• [EXERCISE DESCRIPTION]
Print out the data below with every line intact.

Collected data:
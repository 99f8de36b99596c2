use regex::Regex;
use std::sync::LazyLock;

/// Percentages, dollar amounts, and "N million/billion" figures.
static FIGURES: LazyLock<Regex> = LazyLock::new(|| {
    Regex::new(r"(?i)\d+(?:\.\d+)?\s*%|\$\s*\d|\d+(?:\.\d+)?\s*(?:million|billion)\b")
        .expect("figures regex is valid")
});

/// Heuristic quality score for generated text. Not a calibrated
/// probability: the result is a per-backend baseline plus fixed bonuses for
/// surface features, clamped to `[0, 1]`.
#[derive(Debug, Clone, Copy, PartialEq)]
pub struct ConfidenceScorer {
    /// Texts longer than this many characters earn `length_bonus`.
    pub length_threshold: usize,
    pub length_bonus: f64,
    /// Bonus for bullet markers (`•` or `-`).
    pub bullet_bonus: f64,
    /// Bonus for concrete figures (`20%`, `$10B`, `3 million`).
    pub figures_bonus: f64,
}

impl Default for ConfidenceScorer {
    fn default() -> Self {
        Self {
            length_threshold: 100,
            length_bonus: 0.05,
            bullet_bonus: 0.05,
            figures_bonus: 0.05,
        }
    }
}

impl ConfidenceScorer {
    #[must_use]
    pub fn score(&self, text: &str, baseline: f64) -> f64 {
        let mut score = baseline;

        if text.chars().count() > self.length_threshold {
            score += self.length_bonus;
        }
        if text.contains('•') || text.contains('-') {
            score += self.bullet_bonus;
        }
        if FIGURES.is_match(text) {
            score += self.figures_bonus;
        }

        score.clamp(0.0, 1.0)
    }
}
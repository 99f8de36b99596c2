use crate::{ContentKind, GenerationResult};
use opentelemetry::trace::Status;
use tracing::{info_span, Span};
use tracing_opentelemetry::OpenTelemetrySpanExt;

/// Span covering one orchestration call across every backend attempt.
pub struct GenerationSpan {
    span: Span,
    attempts: i64,
}

impl GenerationSpan {
    pub fn new(kind: ContentKind, requested_model: Option<&str>) -> Self {
        let span = info_span!("slidegen.generate");
        span.set_attribute("gen_ai.operation.name", "generate_content");
        span.set_attribute("slidegen.content_kind", kind.as_str());
        if let Some(model) = requested_model {
            span.set_attribute("gen_ai.request.model", model.to_string());
        }

        Self { span, attempts: 0 }
    }

    pub fn span(&self) -> Span {
        self.span.clone()
    }

    pub fn on_attempt(&mut self) {
        self.attempts += 1;
    }

    pub fn on_end(&mut self, result: &GenerationResult) {
        self.span.set_attribute("slidegen.attempts", self.attempts);
        if result.success {
            self.span
                .set_attribute("gen_ai.provider.name", result.provider.clone());
            self.span
                .set_attribute("gen_ai.response.model", result.model.clone());
            if let Some(tokens) = result.tokens_used {
                self.span
                    .set_attribute("slidegen.tokens_used", i64::from(tokens));
            }
        } else {
            let message = result.error.clone().unwrap_or_default();
            self.span.set_attribute("exception.message", message.clone());
            self.span.set_status(Status::error(message));
        }
    }
}
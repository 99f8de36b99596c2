use crate::{BackendKind, ConfigError};
use serde::Deserialize;
use std::env;

/// Order used when the requested model does not pick one.
pub const DEFAULT_ORDER: [BackendKind; 3] =
    [BackendKind::Groq, BackendKind::OpenAI, BackendKind::Local];

const PROVIDER_ORDER_VAR: &str = "SLIDEGEN_PROVIDER_ORDER";

/// Credentials and defaults for one backend.
#[derive(Debug, Clone, Deserialize, PartialEq, Eq)]
#[serde(default)]
pub struct BackendConfig {
    pub enabled: bool,
    pub api_key: Option<String>,
    pub base_url: Option<String>,
    /// Public or native model used when the request names none.
    pub default_model: Option<String>,
}

impl Default for BackendConfig {
    fn default() -> Self {
        Self {
            enabled: true,
            api_key: None,
            base_url: None,
            default_model: None,
        }
    }
}

#[derive(Debug, Clone, Deserialize, PartialEq, Eq)]
#[serde(default)]
pub struct OrchestratorConfig {
    pub openai: BackendConfig,
    pub groq: BackendConfig,
    pub local: BackendConfig,
    pub default_order: Vec<BackendKind>,
}

impl Default for OrchestratorConfig {
    fn default() -> Self {
        Self {
            openai: BackendConfig::default(),
            groq: BackendConfig::default(),
            local: BackendConfig::default(),
            default_order: DEFAULT_ORDER.to_vec(),
        }
    }
}

impl OrchestratorConfig {
    /// Read configuration from the process environment, loading `.env` first
    /// when present.
    pub fn from_env() -> Result<Self, ConfigError> {
        dotenvy::dotenv().ok();
        Self::from_lookup(|name| env::var(name).ok())
    }

    /// Read configuration through `lookup`, which maps a variable name to
    /// its value.
    pub fn from_lookup<F>(lookup: F) -> Result<Self, ConfigError>
    where
        F: Fn(&str) -> Option<String>,
    {
        let backend = |prefix: &str| -> Result<BackendConfig, ConfigError> {
            let enabled_var = format!("{prefix}_ENABLED");
            Ok(BackendConfig {
                enabled: parse_flag(&enabled_var, lookup(&enabled_var))?.unwrap_or(true),
                api_key: lookup(&format!("{prefix}_API_KEY")),
                base_url: lookup(&format!("{prefix}_BASE_URL")),
                default_model: lookup(&format!("{prefix}_MODEL")),
            })
        };

        let default_order = match lookup(PROVIDER_ORDER_VAR) {
            Some(value) => parse_order(&value)?,
            None => DEFAULT_ORDER.to_vec(),
        };

        Ok(Self {
            openai: backend("OPENAI")?,
            groq: backend("GROQ")?,
            local: backend("OLLAMA")?,
            default_order,
        })
    }
}

fn parse_flag(name: &str, value: Option<String>) -> Result<Option<bool>, ConfigError> {
    let Some(value) = value else {
        return Ok(None);
    };
    match value.trim().to_lowercase().as_str() {
        "1" | "true" | "yes" | "on" => Ok(Some(true)),
        "0" | "false" | "no" | "off" => Ok(Some(false)),
        _ => Err(ConfigError::InvalidValue(name.to_string(), value)),
    }
}

fn parse_order(value: &str) -> Result<Vec<BackendKind>, ConfigError> {
    let mut order = Vec::new();
    for entry in value.split(',').map(str::trim).filter(|entry| !entry.is_empty()) {
        let kind = entry.parse::<BackendKind>().map_err(|_| {
            ConfigError::InvalidValue(PROVIDER_ORDER_VAR.to_string(), value.to_string())
        })?;
        if !order.contains(&kind) {
            order.push(kind);
        }
    }
    if order.is_empty() {
        return Err(ConfigError::InvalidValue(
            PROVIDER_ORDER_VAR.to_string(),
            value.to_string(),
        ));
    }
    Ok(order)
}

/// Whether a configured credential or URL is absent in all but name.
#[must_use]
pub fn is_placeholder(value: &str) -> bool {
    let value = value.trim().to_lowercase();
    value.is_empty()
        || value.starts_with("your_")
        || value.starts_with("your-")
        || value.ends_with("_here")
        || value.contains("placeholder")
        || matches!(value.as_str(), "changeme" | "change-me" | "xxx" | "none")
}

• [COMPLETED TASK]
repository 99f8de36b99596c2
use regex::Regex;
use std::sync::LazyLock;

/// Percentages, dollar amounts, and "N million/billion" figures.
static FIGURES: LazyLock<Regex> = LazyLock::new(|| {
    Regex::new(r"(?i)\d+(?:\.\d+)?\s*%|\$\s*\d|\d+(?:\.\d+)?\s*(?:million|billion)\b")
        .expect("figures regex is valid")
});

/// Heuristic quality score for generated text. Not a calibrated
/// probability: the result is a per-backend baseline plus fixed bonuses for
/// surface features, clamped to `[0, 1]`.
#[derive(Debug, Clone, Copy, PartialEq)]
pub struct ConfidenceScorer {
    /// Texts longer than this many characters earn `length_bonus`.
    pub length_threshold: usize,
    pub length_bonus: f64,
    /// Bonus for bullet markers (`•` or `-`).
    pub bullet_bonus: f64,
    /// Bonus for concrete figures (`20%`, `$10B`, `3 million`).
    pub figures_bonus: f64,
}

impl Default for ConfidenceScorer {
    fn default() -> Self {
        Self {
            length_threshold: 100,
            length_bonus: 0.05,
            bullet_bonus: 0.05,
            figures_bonus: 0.05,
        }
    }
}

impl ConfidenceScorer {
    #[must_use]
    pub fn score(&self, text: &str, baseline: f64) -> f64 {
        let mut score = baseline;

        if text.chars().count() > self.length_threshold {
            score += self.length_bonus;
        }
        if text.contains('•') || text.contains('-') {
            score += self.bullet_bonus;
        }
        if FIGURES.is_match(text) {
            score += self.figures_bonus;
        }

        score.clamp(0.0, 1.0)
    }
}
repository 99f8de36b99596c2
use crate::{ContentKind, GenerationResult};
use opentelemetry::trace::Status;
use tracing::{info_span, Span};
use tracing_opentelemetry::OpenTelemetrySpanExt;

/// Span covering one orchestration call across every backend attempt.
pub struct GenerationSpan {
    span: Span,
    attempts: i64,
}

impl GenerationSpan {
    pub fn new(kind: ContentKind, requested_model: Option<&str>) -> Self {
        let span = info_span!("slidegen.generate");
        span.set_attribute("gen_ai.operation.name", "generate_content");
        span.set_attribute("slidegen.content_kind", kind.as_str());
        if let Some(model) = requested_model {
            span.set_attribute("gen_ai.request.model", model.to_string());
        }

        Self { span, attempts: 0 }
    }

    pub fn span(&self) -> Span {
        self.span.clone()
    }

    pub fn on_attempt(&mut self) {
        self.attempts += 1;
    }

    pub fn on_end(&mut self, result: &GenerationResult) {
        self.span.set_attribute("slidegen.attempts", self.attempts);
        if result.success {
            self.span
                .set_attribute("gen_ai.provider.name", result.provider.clone());
            self.span
                .set_attribute("gen_ai.response.model", result.model.clone());
            if let Some(tokens) = result.tokens_used {
                self.span
                    .set_attribute("slidegen.tokens_used", i64::from(tokens));
            }
        } else {
            let message = result.error.clone().unwrap_or_default();
            self.span.set_attribute("exception.message", message.clone());
            self.span.set_status(Status::error(message));
        }
    }
}
repository 99f8de36b99596c2
use crate::{BackendKind, ConfigError};
use serde::Deserialize;
use std::env;

/// Order used when the requested model does not pick one.
pub const DEFAULT_ORDER: [BackendKind; 3] =
    [BackendKind::Groq, BackendKind::OpenAI, BackendKind::Local];

const PROVIDER_ORDER_VAR: &str = "SLIDEGEN_PROVIDER_ORDER";

/// Credentials and defaults for one backend.
#[derive(Debug, Clone, Deserialize, PartialEq, Eq)]
#[serde(default)]
pub struct BackendConfig {
    pub enabled: bool,
    pub api_key: Option<String>,
    pub base_url: Option<String>,
    /// Public or native model used when the request names none.
    pub default_model: Option<String>,
}

impl Default for BackendConfig {
    fn default() -> Self {
        Self {
            enabled: true,
            api_key: None,
            base_url: None,
            default_model: None,
        }
    }
}

#[derive(Debug, Clone, Deserialize, PartialEq, Eq)]
#[serde(default)]
pub struct OrchestratorConfig {
    pub openai: BackendConfig,
    pub groq: BackendConfig,
    pub local: BackendConfig,
    pub default_order: Vec<BackendKind>,
}

impl Default for OrchestratorConfig {
    fn default() -> Self {
        Self {
            openai: BackendConfig::default(),
            groq: BackendConfig::default(),
            local: BackendConfig::default(),
            default_order: DEFAULT_ORDER.to_vec(),
        }
    }
}

impl OrchestratorConfig {
    /// Read configuration from the process environment, loading `.env` first
    /// when present.
    pub fn from_env() -> Result<Self, ConfigError> {
        dotenvy::dotenv().ok();
        Self::from_lookup(|name| env::var(name).ok())
    }

    /// Read configuration through `lookup`, which maps a variable name to
    /// its value.
    pub fn from_lookup<F>(lookup: F) -> Result<Self, ConfigError>
    where
        F: Fn(&str) -> Option<String>,
    {
        let backend = |prefix: &str| -> Result<BackendConfig, ConfigError> {
            let enabled_var = format!("{prefix}_ENABLED");
            Ok(BackendConfig {
                enabled: parse_flag(&enabled_var, lookup(&enabled_var))?.unwrap_or(true),
                api_key: lookup(&format!("{prefix}_API_KEY")),
                base_url: lookup(&format!("{prefix}_BASE_URL")),
                default_model: lookup(&format!("{prefix}_MODEL")),
            })
        };

        let default_order = match lookup(PROVIDER_ORDER_VAR) {
            Some(value) => parse_order(&value)?,
            None => DEFAULT_ORDER.to_vec(),
        };

        Ok(Self {
            openai: backend("OPENAI")?,
            groq: backend("GROQ")?,
            local: backend("OLLAMA")?,
            default_order,
        })
    }
}

fn parse_flag(name: &str, value: Option<String>) -> Result<Option<bool>, ConfigError> {
    let Some(value) = value else {
        return Ok(None);
    };
    match value.trim().to_lowercase().as_str() {
        "1" | "true" | "yes" | "on" => Ok(Some(true)),
        "0" | "false" | "no" | "off" => Ok(Some(false)),
        _ => Err(ConfigError::InvalidValue(name.to_string(), value)),
    }
}

fn parse_order(value: &str) -> Result<Vec<BackendKind>, ConfigError> {
    let mut order = Vec::new();
    for entry in value.split(',').map(str::trim).filter(|entry| !entry.is_empty()) {
        let kind = entry.parse::<BackendKind>().map_err(|_| {
            ConfigError::InvalidValue(PROVIDER_ORDER_VAR.to_string(), value.to_string())
        })?;
        if !order.contains(&kind) {
            order.push(kind);
        }
    }
    if order.is_empty() {
        return Err(ConfigError::InvalidValue(
            PROVIDER_ORDER_VAR.to_string(),
            value.to_string(),
        ));
    }
    Ok(order)
}

/// Whether a configured credential or URL is absent in all but name.
#[must_use]
pub fn is_placeholder(value: &str) -> bool {
    let value = value.trim().to_lowercase();
    value.is_empty()
        || value.starts_with("your_")
        || value.starts_with("your-")
        || value.ends_with("_here")
        || value.contains("placeholder")
        || matches!(value.as_str(), "changeme" | "change-me" | "xxx" | "none")
}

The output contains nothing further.